[Stored entries]

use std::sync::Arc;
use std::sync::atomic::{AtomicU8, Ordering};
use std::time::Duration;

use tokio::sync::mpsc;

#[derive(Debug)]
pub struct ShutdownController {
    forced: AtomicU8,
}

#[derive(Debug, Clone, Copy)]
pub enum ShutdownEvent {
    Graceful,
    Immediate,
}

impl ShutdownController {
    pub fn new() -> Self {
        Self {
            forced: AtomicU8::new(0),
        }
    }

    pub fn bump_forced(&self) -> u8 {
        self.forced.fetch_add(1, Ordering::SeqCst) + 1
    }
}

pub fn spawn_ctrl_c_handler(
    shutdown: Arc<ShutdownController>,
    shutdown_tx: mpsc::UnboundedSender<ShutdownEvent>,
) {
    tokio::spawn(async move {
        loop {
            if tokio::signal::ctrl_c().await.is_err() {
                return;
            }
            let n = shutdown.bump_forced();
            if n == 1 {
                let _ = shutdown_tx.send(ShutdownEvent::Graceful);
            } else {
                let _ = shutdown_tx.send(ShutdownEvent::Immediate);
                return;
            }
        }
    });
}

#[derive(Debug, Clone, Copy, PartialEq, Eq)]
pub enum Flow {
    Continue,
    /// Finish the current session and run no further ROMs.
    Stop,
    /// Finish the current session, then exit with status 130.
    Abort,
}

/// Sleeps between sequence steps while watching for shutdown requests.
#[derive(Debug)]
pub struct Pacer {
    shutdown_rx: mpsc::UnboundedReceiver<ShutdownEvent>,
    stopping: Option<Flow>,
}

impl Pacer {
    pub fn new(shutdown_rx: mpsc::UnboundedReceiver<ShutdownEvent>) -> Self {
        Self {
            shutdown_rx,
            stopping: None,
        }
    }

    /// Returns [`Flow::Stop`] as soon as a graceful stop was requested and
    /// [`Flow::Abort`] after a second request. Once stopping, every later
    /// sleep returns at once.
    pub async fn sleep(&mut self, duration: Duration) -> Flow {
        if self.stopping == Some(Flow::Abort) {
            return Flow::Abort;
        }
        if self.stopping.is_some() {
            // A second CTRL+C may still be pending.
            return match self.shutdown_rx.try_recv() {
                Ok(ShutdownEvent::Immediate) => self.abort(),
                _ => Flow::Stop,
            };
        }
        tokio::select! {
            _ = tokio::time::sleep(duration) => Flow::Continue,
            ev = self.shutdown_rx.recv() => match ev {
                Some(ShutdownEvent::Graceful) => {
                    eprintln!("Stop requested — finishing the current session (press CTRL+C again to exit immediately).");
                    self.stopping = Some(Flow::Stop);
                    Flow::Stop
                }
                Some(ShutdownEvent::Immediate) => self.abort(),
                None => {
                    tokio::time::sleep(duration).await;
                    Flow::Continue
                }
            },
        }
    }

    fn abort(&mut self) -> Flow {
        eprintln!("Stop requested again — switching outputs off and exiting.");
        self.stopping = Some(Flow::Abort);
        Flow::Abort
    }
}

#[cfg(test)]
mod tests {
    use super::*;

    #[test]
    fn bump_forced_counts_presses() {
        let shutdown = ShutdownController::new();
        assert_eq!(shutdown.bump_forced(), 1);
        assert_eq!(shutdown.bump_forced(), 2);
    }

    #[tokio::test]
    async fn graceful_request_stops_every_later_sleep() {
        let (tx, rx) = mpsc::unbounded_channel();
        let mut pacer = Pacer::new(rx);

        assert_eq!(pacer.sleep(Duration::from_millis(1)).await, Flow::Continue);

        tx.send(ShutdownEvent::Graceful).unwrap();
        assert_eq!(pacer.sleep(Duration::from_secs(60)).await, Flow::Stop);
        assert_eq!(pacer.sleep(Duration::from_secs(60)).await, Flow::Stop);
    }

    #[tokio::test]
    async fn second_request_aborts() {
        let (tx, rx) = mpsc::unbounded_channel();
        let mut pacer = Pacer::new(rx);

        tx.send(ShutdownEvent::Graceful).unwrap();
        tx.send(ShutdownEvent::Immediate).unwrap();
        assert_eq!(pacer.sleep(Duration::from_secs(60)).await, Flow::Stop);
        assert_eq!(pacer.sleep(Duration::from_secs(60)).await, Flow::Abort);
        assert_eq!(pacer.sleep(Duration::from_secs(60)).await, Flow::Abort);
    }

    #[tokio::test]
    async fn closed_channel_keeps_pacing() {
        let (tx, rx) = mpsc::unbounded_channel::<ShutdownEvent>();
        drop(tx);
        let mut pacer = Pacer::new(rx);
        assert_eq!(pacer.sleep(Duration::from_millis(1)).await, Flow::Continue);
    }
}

** Your task **
Transcribe all the entries, keeping each one exactly as it is.

** Solution to the problem **
use std::sync::Arc;
use std::sync::atomic::{AtomicU8, Ordering};
use std::time::Duration;

use tokio::sync::mpsc;

#[derive(Debug)]
pub struct ShutdownController {
    forced: AtomicU8,
}

#[derive(Debug, Clone, Copy)]
pub enum ShutdownEvent {
    Graceful,
    Immediate,
}

impl ShutdownController {
    pub fn new() -> Self {
        Self {
            forced: AtomicU8::new(0),
        }
    }

    pub fn bump_forced(&self) -> u8 {
        self.forced.fetch_add(1, Ordering::SeqCst) + 1
    }
}

pub fn spawn_ctrl_c_handler(
    shutdown: Arc<ShutdownController>,
    shutdown_tx: mpsc::UnboundedSender<ShutdownEvent>,
) {
    tokio::spawn(async move {
        loop {
            if tokio::signal::ctrl_c().await.is_err() {
                return;
            }
            let n = shutdown.bump_forced();
            if n == 1 {
                let _ = shutdown_tx.send(ShutdownEvent::Graceful);
            } else {
                let _ = shutdown_tx.send(ShutdownEvent::Immediate);
                return;
            }
        }
    });
}

#[derive(Debug, Clone, Copy, PartialEq, Eq)]
pub enum Flow {
    Continue,
    /// Finish the current session and run no further ROMs.
    Stop,
    /// Finish the current session, then exit with status 130.
    Abort,
}

/// Sleeps between sequence steps while watching for shutdown requests.
#[derive(Debug)]
pub struct Pacer {
    shutdown_rx: mpsc::UnboundedReceiver<ShutdownEvent>,
    stopping: Option<Flow>,
}

impl Pacer {
    pub fn new(shutdown_rx: mpsc::UnboundedReceiver<ShutdownEvent>) -> Self {
        Self {
            shutdown_rx,
            stopping: None,
        }
    }

    /// Returns [`Flow::Stop`] as soon as a graceful stop was requested and
    /// [`Flow::Abort`] after a second request. Once stopping, every later
    /// sleep returns at once.
    pub async fn sleep(&mut self, duration: Duration) -> Flow {
        if self.stopping == Some(Flow::Abort) {
            return Flow::Abort;
        }
        if self.stopping.is_some() {
            // A second CTRL+C may still be pending.
            return match self.shutdown_rx.try_recv() {
                Ok(ShutdownEvent::Immediate) => self.abort(),
                _ => Flow::Stop,
            };
        }
        tokio::select! {
            _ = tokio::time::sleep(duration) => Flow::Continue,
            ev = self.shutdown_rx.recv() => match ev {
                Some(ShutdownEvent::Graceful) => {
                    eprintln!("Stop requested — finishing the current session (press CTRL+C again to exit immediately).");
                    self.stopping = Some(Flow::Stop);
                    Flow::Stop
                }
                Some(ShutdownEvent::Immediate) => self.abort(),
                None => {
                    tokio::time::sleep(duration).await;
                    Flow::Continue
                }
            },
        }
    }

    fn abort(&mut self) -> Flow {
        eprintln!("Stop requested again — switching outputs off and exiting.");
        self.stopping = Some(Flow::Abort);
        Flow::Abort
    }
}

#[cfg(test)]
mod tests {
    use super::*;

    #[test]
    fn bump_forced_counts_presses() {
        let shutdown = ShutdownController::new();
        assert_eq!(shutdown.bump_forced(), 1);
        assert_eq!(shutdown.bump_forced(), 2);
    }

    #[tokio::test]
    async fn graceful_request_stops_every_later_sleep() {
        let (tx, rx) = mpsc::unbounded_channel();
        let mut pacer = Pacer::new(rx);

        assert_eq!(pacer.sleep(Duration::from_millis(1)).await, Flow::Continue);

        tx.send(ShutdownEvent::Graceful).unwrap();
        assert_eq!(pacer.sleep(Duration::from_secs(60)).await, Flow::Stop);
        assert_eq!(pacer.sleep(Duration::from_secs(60)).await, Flow::Stop);
    }

    #[tokio::test]
    async fn second_request_aborts() {
        let (tx, rx) = mpsc::unbounded_channel();
        let mut pacer = Pacer::new(rx);

        tx.send(ShutdownEvent::Graceful).unwrap();
        tx.send(ShutdownEvent::Immediate).unwrap();
        assert_eq!(pacer.sleep(Duration::from_secs(60)).await, Flow::Stop);
        assert_eq!(pacer.sleep(Duration::from_secs(60)).await, Flow::Abort);
        assert_eq!(pacer.sleep(Duration::from_secs(60)).await, Flow::Abort);
    }

    #[tokio::test]
    async fn closed_channel_keeps_pacing() {
        let (tx, rx) = mpsc::unbounded_channel::<ShutdownEvent>();
        drop(tx);
        let mut pacer = Pacer::new(rx);
        assert_eq!(pacer.sleep(Duration::from_millis(1)).await, Flow::Continue);
    }
}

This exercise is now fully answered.